Design, Synthesis, and Cellular Delivery of Antibody Targeted, Radiolabelled Oligonucleotide Conjugates for Cancer Therapy

Antisense and antigene oligonucleotides provide an exciting avenue for the potential therapy of many significant diseases including cancer and microbial infection. There are now numerous examples in the literature where antisense oligonucleotides have been used to inhibit efficiently gene expression both in vitro and in vivo (Carter and Lemoine, 1993; Uhlmann and Peyman, 1990). However, before the full potential of these compounds can be realised it will be necessary to overcome many problems, particularly those relating to delivery mechanisms and uptake by cells.

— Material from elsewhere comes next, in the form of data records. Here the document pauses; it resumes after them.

impl V3Message {
    /// Create a new V3 message with plaintext data.
    pub fn new(global_data: MsgGlobalData, security_params: Bytes, scoped_pdu: ScopedPdu) -> Self {
        Self {
            global_data,
            security_params,
            data: V3MessageData::Plaintext(scoped_pdu),
        }
    }

    /// Create a new V3 message with encrypted data.
    pub fn new_encrypted(
        global_data: MsgGlobalData,
        security_params: Bytes,
        encrypted: Bytes,
    ) -> Self {
        Self {
            global_data,
            security_params,
            data: V3MessageData::Encrypted(encrypted),
        }
    }

    /// Get the scoped PDU if available (plaintext only).
    pub fn scoped_pdu(&self) -> Option<&ScopedPdu> {
        match &self.data {
            V3MessageData::Plaintext(pdu) => Some(pdu),
            V3MessageData::Encrypted(_) => None,
        }
    }

    /// Get the message ID.
    pub fn msg_id(&self) -> i32 {
        self.global_data.msg_id
    }

    /// Get the security level.
    pub fn security_level(&self) -> SecurityLevel {
        self.global_data.msg_flags.security_level
    }

    /// Encode to BER.
    ///
    /// For authenticated messages the caller must encode with placeholder
    /// auth params (zeros), compute the HMAC over the whole message, then
    /// patch the placeholder with the actual MAC.
    pub fn encode(&self) -> Bytes {
        let mut buf = EncodeBuf::new();

        buf.push_sequence(|buf| {
            // msgData
            match &self.data {
                V3MessageData::Plaintext(scoped_pdu) => {
                    scoped_pdu.encode(buf);
                }
                V3MessageData::Encrypted(ciphertext) => {
                    buf.push_octet_string(ciphertext);
                }
            }

            // msgSecurityParameters (as OCTET STRING)
            buf.push_octet_string(&self.security_params);

            // msgGlobalData
            self.global_data.encode(buf);

            // version
            buf.push_integer(3);
        });

        buf.finish()
    }

    /// Decode from BER.
    ///
    /// For encrypted messages, returns `V3MessageData::Encrypted` with the
    /// raw ciphertext; the caller must decrypt via USM before accessing the
    /// scoped PDU.
    pub fn decode(data: Bytes) -> Result<Self> {
        let mut decoder = Decoder::new(data);
        let mut seq = decoder.read_sequence()?;

        let version = seq.read_integer()?;
        if version != 3 {
            return Err(Error::decode(
                seq.offset(),
                DecodeErrorKind::UnknownVersion(version),
            ));
        }

        Self::decode_from_sequence(&mut seq)
    }

    /// Decode from a sequence decoder where version has already been read.
    pub(crate) fn decode_from_sequence(seq: &mut Decoder) -> Result<Self> {
        let global_data = MsgGlobalData::decode(seq)?;

        let security_params = seq.read_octet_string()?;

        // msgData - plaintext SEQUENCE or encrypted OCTET STRING
        let data = if global_data.msg_flags.security_level.requires_priv() {
            let encrypted = seq.read_octet_string()?;
            V3MessageData::Encrypted(encrypted)
        } else {
            let scoped_pdu = ScopedPdu::decode(seq)?;
            V3MessageData::Plaintext(scoped_pdu)
        };

        Ok(Self {
            global_data,
            security_params,
            data,
        })
    }
}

Perhaps the principal barrier to effective therapy with antisense or antigene compounds lies in the difficulty with which these polar compounds cross the cell membrane. This results in inefficient localisation of oligonucleotides into the appropriate compartment of the cell. Modified oligonucleotides containing phosphorothioate or methylphosphonate linkages have shown improved potential for use as therapeutic molecules in in vitro models, principally due to increased resistance to serum nucleases and better cell membrane permeation. Unfortunately, they have not become clinically practical owing to the expense of producing the large quantities necessary to achieve the desired effect, and more importantly, the lack of specificity for in vivo delivery to target tissue. Currently, there are no known methods to deliver large quantities of oligonucleotide specifically and efficiently to target cells in vitro or in vivo.